**What is needed**. Set down exactly, from the records below, the line with "use axum::response::Response;" through the line with "type Rejection = Error;", and nothing else.

**Data for processing**.
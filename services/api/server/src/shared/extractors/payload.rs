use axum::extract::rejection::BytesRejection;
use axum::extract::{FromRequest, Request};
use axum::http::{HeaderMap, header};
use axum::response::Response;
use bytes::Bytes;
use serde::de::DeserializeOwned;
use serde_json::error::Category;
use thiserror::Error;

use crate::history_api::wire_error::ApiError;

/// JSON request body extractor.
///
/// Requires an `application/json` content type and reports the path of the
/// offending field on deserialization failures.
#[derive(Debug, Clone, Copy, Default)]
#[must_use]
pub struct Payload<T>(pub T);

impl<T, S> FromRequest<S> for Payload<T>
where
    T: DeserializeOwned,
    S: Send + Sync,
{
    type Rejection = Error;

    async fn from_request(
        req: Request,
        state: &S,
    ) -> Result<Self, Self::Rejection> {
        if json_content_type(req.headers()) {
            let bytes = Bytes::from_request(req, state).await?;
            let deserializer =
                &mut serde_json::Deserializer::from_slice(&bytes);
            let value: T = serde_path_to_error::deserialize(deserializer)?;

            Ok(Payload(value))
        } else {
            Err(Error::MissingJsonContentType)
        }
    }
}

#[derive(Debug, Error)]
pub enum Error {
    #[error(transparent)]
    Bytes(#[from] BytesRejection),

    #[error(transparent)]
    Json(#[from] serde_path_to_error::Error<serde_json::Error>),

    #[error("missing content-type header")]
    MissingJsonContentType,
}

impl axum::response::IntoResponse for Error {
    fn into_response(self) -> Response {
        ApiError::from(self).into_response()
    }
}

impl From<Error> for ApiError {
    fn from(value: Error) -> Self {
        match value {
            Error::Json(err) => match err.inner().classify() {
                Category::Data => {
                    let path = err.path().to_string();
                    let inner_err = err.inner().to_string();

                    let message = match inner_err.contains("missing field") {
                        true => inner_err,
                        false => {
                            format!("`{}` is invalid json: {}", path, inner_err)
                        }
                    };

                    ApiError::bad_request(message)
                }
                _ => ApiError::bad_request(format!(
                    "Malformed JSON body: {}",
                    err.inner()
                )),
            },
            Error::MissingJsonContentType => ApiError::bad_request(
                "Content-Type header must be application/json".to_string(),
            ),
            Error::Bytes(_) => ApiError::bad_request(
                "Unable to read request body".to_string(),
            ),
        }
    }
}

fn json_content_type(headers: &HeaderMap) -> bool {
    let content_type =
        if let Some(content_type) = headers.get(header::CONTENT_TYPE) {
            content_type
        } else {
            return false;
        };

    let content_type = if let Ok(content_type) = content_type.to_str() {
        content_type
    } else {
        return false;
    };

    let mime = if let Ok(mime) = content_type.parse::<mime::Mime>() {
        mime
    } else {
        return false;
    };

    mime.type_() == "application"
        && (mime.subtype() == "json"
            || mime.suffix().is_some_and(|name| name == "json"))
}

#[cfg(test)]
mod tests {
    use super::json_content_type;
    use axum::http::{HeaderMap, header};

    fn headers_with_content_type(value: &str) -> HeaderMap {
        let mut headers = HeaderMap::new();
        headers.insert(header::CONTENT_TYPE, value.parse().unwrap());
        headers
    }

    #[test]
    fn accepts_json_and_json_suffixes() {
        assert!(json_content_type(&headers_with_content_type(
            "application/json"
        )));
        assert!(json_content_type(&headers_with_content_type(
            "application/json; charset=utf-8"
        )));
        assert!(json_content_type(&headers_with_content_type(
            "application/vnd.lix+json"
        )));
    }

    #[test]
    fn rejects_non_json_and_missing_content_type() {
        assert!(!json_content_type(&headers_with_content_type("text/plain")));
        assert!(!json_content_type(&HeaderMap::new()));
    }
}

--

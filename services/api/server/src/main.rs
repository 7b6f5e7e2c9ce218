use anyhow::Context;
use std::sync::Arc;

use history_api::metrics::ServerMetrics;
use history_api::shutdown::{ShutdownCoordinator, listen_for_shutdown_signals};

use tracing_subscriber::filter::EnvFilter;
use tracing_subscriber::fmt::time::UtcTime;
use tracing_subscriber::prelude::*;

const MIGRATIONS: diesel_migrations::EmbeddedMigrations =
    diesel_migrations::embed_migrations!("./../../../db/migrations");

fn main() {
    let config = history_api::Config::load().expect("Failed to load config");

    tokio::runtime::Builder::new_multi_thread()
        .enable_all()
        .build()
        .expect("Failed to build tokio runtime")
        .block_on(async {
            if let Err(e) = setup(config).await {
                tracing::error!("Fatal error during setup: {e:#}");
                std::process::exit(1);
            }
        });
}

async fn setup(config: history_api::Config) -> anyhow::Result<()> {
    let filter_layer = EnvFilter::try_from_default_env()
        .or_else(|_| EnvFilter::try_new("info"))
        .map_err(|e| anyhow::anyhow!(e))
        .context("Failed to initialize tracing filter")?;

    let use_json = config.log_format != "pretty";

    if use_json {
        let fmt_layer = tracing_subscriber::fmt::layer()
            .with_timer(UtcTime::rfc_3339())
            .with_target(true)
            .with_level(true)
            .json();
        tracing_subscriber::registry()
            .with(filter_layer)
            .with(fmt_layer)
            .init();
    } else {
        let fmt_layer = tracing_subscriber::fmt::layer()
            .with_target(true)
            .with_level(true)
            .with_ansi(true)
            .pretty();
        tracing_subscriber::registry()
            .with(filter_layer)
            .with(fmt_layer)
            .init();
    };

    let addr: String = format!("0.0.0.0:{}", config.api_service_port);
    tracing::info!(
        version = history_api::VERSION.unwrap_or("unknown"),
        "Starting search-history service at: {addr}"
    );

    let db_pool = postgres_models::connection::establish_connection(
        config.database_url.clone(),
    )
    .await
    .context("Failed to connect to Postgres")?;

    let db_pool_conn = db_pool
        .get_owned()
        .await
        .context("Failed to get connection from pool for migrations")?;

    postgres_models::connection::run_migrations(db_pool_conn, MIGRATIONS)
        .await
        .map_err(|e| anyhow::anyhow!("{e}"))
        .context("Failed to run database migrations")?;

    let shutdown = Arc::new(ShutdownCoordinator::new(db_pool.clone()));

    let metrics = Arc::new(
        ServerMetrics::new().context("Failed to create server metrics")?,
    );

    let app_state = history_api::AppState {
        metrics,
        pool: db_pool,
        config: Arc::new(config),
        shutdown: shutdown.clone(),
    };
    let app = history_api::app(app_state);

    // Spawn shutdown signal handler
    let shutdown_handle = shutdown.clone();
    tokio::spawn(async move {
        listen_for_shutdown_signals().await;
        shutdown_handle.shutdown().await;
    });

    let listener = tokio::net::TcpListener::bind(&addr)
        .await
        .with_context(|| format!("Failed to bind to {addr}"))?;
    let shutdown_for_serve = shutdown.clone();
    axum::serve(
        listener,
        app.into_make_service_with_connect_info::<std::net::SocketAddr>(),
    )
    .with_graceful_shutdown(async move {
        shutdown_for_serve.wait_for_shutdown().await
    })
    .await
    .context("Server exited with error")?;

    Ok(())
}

**Output of the task**.
use axum::response::Response;
use bytes::Bytes;
use serde::de::DeserializeOwned;
use serde_json::error::Category;
use thiserror::Error;

use crate::history_api::wire_error::ApiError;

/// JSON request body extractor.
///
/// Requires an `application/json` content type and reports the path of the
/// offending field on deserialization failures.
#[derive(Debug, Clone, Copy, Default)]
#[must_use]
pub struct Payload<T>(pub T);

impl<T, S> FromRequest<S> for Payload<T>
where
    T: DeserializeOwned,
    S: Send + Sync,
{
    type Rejection = Error;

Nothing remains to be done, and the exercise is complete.